Chapter four explores the centrality of the figure of Urizen in Blake's Urizen Books in the mid-1790s. For Cogan, these works hark back to the Pentateuch (the first five books of the Bible, which chart the creation of the world to the establishment of Moses' moral law) in their portrayal of a material and moral certainty hostile to a transformative form of prophecy. However, while Blake's prophetic agency is at a low ebb in these works, their continual re-inscription of an original, Urizenic fall exposes the contradictions and violence inherent in any unchanging set of principles. Cogan also detects a hostility to prophecy in The Four Zoas (c.1796-1807), Blake's unfinished work which is the focus of chapter five.
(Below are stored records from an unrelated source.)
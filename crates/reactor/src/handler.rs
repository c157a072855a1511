//! Handler chain and method execution.

use std::sync::Arc;
use std::time::Duration;

use async_trait::async_trait;
use mcp::{JsonRpcError, JsonRpcResponse, RequestId, error_codes};
use serde_json::Value;
use tokio::sync::Semaphore;
use tokio::task::JoinError;
use tokio::time::timeout;
use tokio_util::task::AbortOnDropHandle;
use tracing::{debug, warn};

use crate::error::HandlerError;
use crate::registry::{HandlerResult, Method, MethodRegistry};

/// A validated inbound message with a method.
#[derive(Debug, Clone, PartialEq)]
pub struct Incoming {
    /// `None` for notifications.
    pub id: Option<RequestId>,
    pub method: String,
    pub params: Option<Value>,
}

impl Incoming {
    pub fn is_notification(&self) -> bool {
        self.id.is_none()
    }
}

/// A link in the reactor's handler chain.
///
/// The reactor hands each message to the first handler whose `accepts`
/// returns true. Notifications must never produce a response.
#[async_trait]
pub trait Handler: Send + Sync {
    fn accepts(&self, message: &Incoming) -> bool;

    async fn handle(&self, message: Incoming) -> Option<JsonRpcResponse>;
}

/// Runs registered methods under the per-call deadline.
pub struct Executor {
    registry: Arc<MethodRegistry>,
    workers: Arc<Semaphore>,
    timeout: Duration,
}

impl Executor {
    pub fn new(registry: Arc<MethodRegistry>, max_workers: usize, timeout: Duration) -> Self {
        Self {
            registry,
            workers: Arc::new(Semaphore::new(max_workers.max(1))),
            timeout,
        }
    }

    /// Look up `method`, bind its params and run it.
    ///
    /// Failures, panics and missed deadlines all come back as error objects.
    pub async fn execute(
        &self,
        method: &str,
        params: Option<Value>,
    ) -> Result<Value, JsonRpcError> {
        let entry = self
            .registry
            .get(method)
            .ok_or_else(JsonRpcError::method_not_found)?;
        let params = entry.params.bind(method, params);

        // Dropping the handle on timeout aborts the task.
        let task = match entry.method {
            Method::Async(f) => {
                AbortOnDropHandle::new(tokio::spawn(async move { f(params).await }))
            }
            Method::Blocking(f) => {
                let workers = self.workers.clone();
                AbortOnDropHandle::new(tokio::spawn(async move {
                    let permit = workers
                        .acquire_owned()
                        .await
                        .map_err(|_| HandlerError::failed("worker pool closed"))?;
                    tokio::task::spawn_blocking(move || {
                        let _permit = permit;
                        f(params)
                    })
                    .await
                    .map_err(join_error)?
                }))
            }
        };

        let outcome: HandlerResult = match timeout(self.timeout, task).await {
            Ok(Ok(outcome)) => outcome,
            Ok(Err(e)) => Err(join_error(e)),
            Err(_) => return Err(JsonRpcError::request_timeout()),
        };
        outcome.map_err(HandlerError::into_rpc)
    }
}

fn join_error(error: JoinError) -> HandlerError {
    if !error.is_panic() {
        return HandlerError::failed("handler cancelled");
    }
    let payload = error.into_panic();
    let message = payload
        .downcast_ref::<&str>()
        .map(|s| s.to_string())
        .or_else(|| payload.downcast_ref::<String>().cloned())
        .unwrap_or_else(|| "handler panicked".to_string());
    HandlerError::Panicked(message)
}

/// Handles messages that carry an id; always answers.
pub struct MethodCallHandler {
    executor: Arc<Executor>,
}

impl MethodCallHandler {
    pub fn new(executor: Arc<Executor>) -> Self {
        Self { executor }
    }
}

#[async_trait]
impl Handler for MethodCallHandler {
    fn accepts(&self, message: &Incoming) -> bool {
        !message.is_notification()
    }

    async fn handle(&self, message: Incoming) -> Option<JsonRpcResponse> {
        let id = message.id?;
        match self.executor.execute(&message.method, message.params).await {
            Ok(result) => Some(JsonRpcResponse::success(id, result)),
            Err(error) => {
                if error.code == error_codes::METHOD_NOT_FOUND {
                    debug!(method = %message.method, %id, "method not found");
                } else {
                    warn!(method = %message.method, %id, %error, "method call failed");
                }
                Some(JsonRpcResponse::failure(Some(id), error))
            }
        }
    }
}

/// Handles messages without an id; never answers.
pub struct NotificationHandler {
    executor: Arc<Executor>,
}

impl NotificationHandler {
    pub fn new(executor: Arc<Executor>) -> Self {
        Self { executor }
    }
}

#[async_trait]
impl Handler for NotificationHandler {
    fn accepts(&self, message: &Incoming) -> bool {
        message.is_notification()
    }

    async fn handle(&self, message: Incoming) -> Option<JsonRpcResponse> {
        match self.executor.execute(&message.method, message.params).await {
            Ok(_) => {}
            Err(error) if error.code == error_codes::METHOD_NOT_FOUND => {
                debug!(method = %message.method, "no handler for notification");
            }
            Err(error) => {
                warn!(method = %message.method, %error, "notification handler failed");
            }
        }
        None
    }
}

#[cfg(test)]
mod tests {
    use super::*;
    use crate::registry::ParamSpec;
    use serde_json::json;

    fn executor(registry: Arc<MethodRegistry>) -> Executor {
        Executor::new(registry, 2, Duration::from_millis(200))
    }

    #[tokio::test]
    async fn runs_async_and_blocking_methods() {
        let registry = Arc::new(MethodRegistry::new());
        registry.register_async("double", ParamSpec::fixed(["n"]), |params| async move {
            let n = params["n"].as_i64().unwrap_or_default();
            Ok::<_, HandlerError>(json!(n * 2))
        });
        registry.register_blocking("echo", ParamSpec::Open, Ok);

        let executor = executor(registry);
        assert_eq!(executor.execute("double", Some(json!({"n": 21}))).await.unwrap(), json!(42));
        assert_eq!(
            executor.execute("echo", Some(json!({"a": true}))).await.unwrap(),
            json!({"a": true})
        );
    }

    async fn explode(_: Value) -> HandlerResult {
        panic!("async kaboom")
    }

    #[tokio::test]
    async fn panics_become_internal_errors() {
        let registry = Arc::new(MethodRegistry::new());
        registry.register_blocking("explode", ParamSpec::Open, |_| panic!("kaboom"));
        registry.register_async("explode_async", ParamSpec::Open, explode);

        let executor = executor(registry);
        let err = executor.execute("explode", None).await.unwrap_err();
        assert_eq!(err.code, error_codes::INTERNAL_ERROR);
        assert_eq!(err.message, "Internal error: kaboom");

        let err = executor.execute("explode_async", None).await.unwrap_err();
        assert_eq!(err.message, "Internal error: async kaboom");
    }

    #[tokio::test]
    async fn slow_methods_time_out() {
        let registry = Arc::new(MethodRegistry::new());
        registry.register_async("slow", ParamSpec::Open, |_| async {
            tokio::time::sleep(Duration::from_secs(5)).await;
            Ok::<_, HandlerError>(Value::Null)
        });

        let err = executor(registry).execute("slow", None).await.unwrap_err();
        assert_eq!(err.code, error_codes::REQUEST_TIMEOUT);
        assert_eq!(err.message, "Request timeout");
    }

    #[tokio::test]
    async fn notifications_never_answer() {
        let registry = Arc::new(MethodRegistry::new());
        registry.register_blocking("fail", ParamSpec::Open, |_| Err(HandlerError::failed("nope")));
        let handler = NotificationHandler::new(Arc::new(executor(registry)));

        for method in ["fail", "missing"] {
            let message = Incoming {
                id: None,
                method: method.to_string(),
                params: None,
            };
            assert!(handler.accepts(&message));
            assert!(handler.handle(message).await.is_none());
        }
    }

    #[tokio::test]
    async fn calls_always_answer() {
        let registry = Arc::new(MethodRegistry::new());
        let handler = MethodCallHandler::new(Arc::new(executor(registry)));

        let message = Incoming {
            id: Some(RequestId::Number(9)),
            method: "missing".to_string(),
            params: None,
        };
        assert!(handler.accepts(&message));
        let response = handler.handle(message).await.unwrap();
        assert_eq!(response.id, Some(RequestId::Number(9)));
        assert_eq!(response.into_result().unwrap_err().code, error_codes::METHOD_NOT_FOUND);
    }
}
However, by tracing the development of this sprawling project, Cogan exposes it as a textual space in which prophecy emerges as connected to an external 'Divine Vision' (154) and opposed to the delusive "Female Will" (142) (in contrast with his earlier association between female sexuality and the prophetic impulse). Finally, chapter six explores how Blake's emerging reliance on a "Divine Vision" is refracted through both Milton (c.1804-1811) and Jerusalem(c.1804-1820). In Milton, Cogan explores how various dissolutions of the self in moments of parousia - in which the "prophet becomes one with a divine source of inspiration" (167) - replaces the notion of the prophet as a stable visionary conduit. While, in the Jerusalem, Cogan finds an increased bond between the prophetic "moment of universal liberation" and the "final, physical" act of "death" (194) as Blake entered his twilight years.
Ultimately, Cogan's nuanced readings of Blake's works through the lens of biblical prophecy allows us to trace moments of conflict and change throughout his oeuvre, while remaining alert to Blake's continuing understanding of his work as manifesting the "performative capacity of prophecy" (3). Historical detail, close reading of Blake's poetic and visual works, and biblical references blend in an insightful work which traces the contours of Blake's career, while retaining a holistic view of Blake's polymorphic visionary worlds.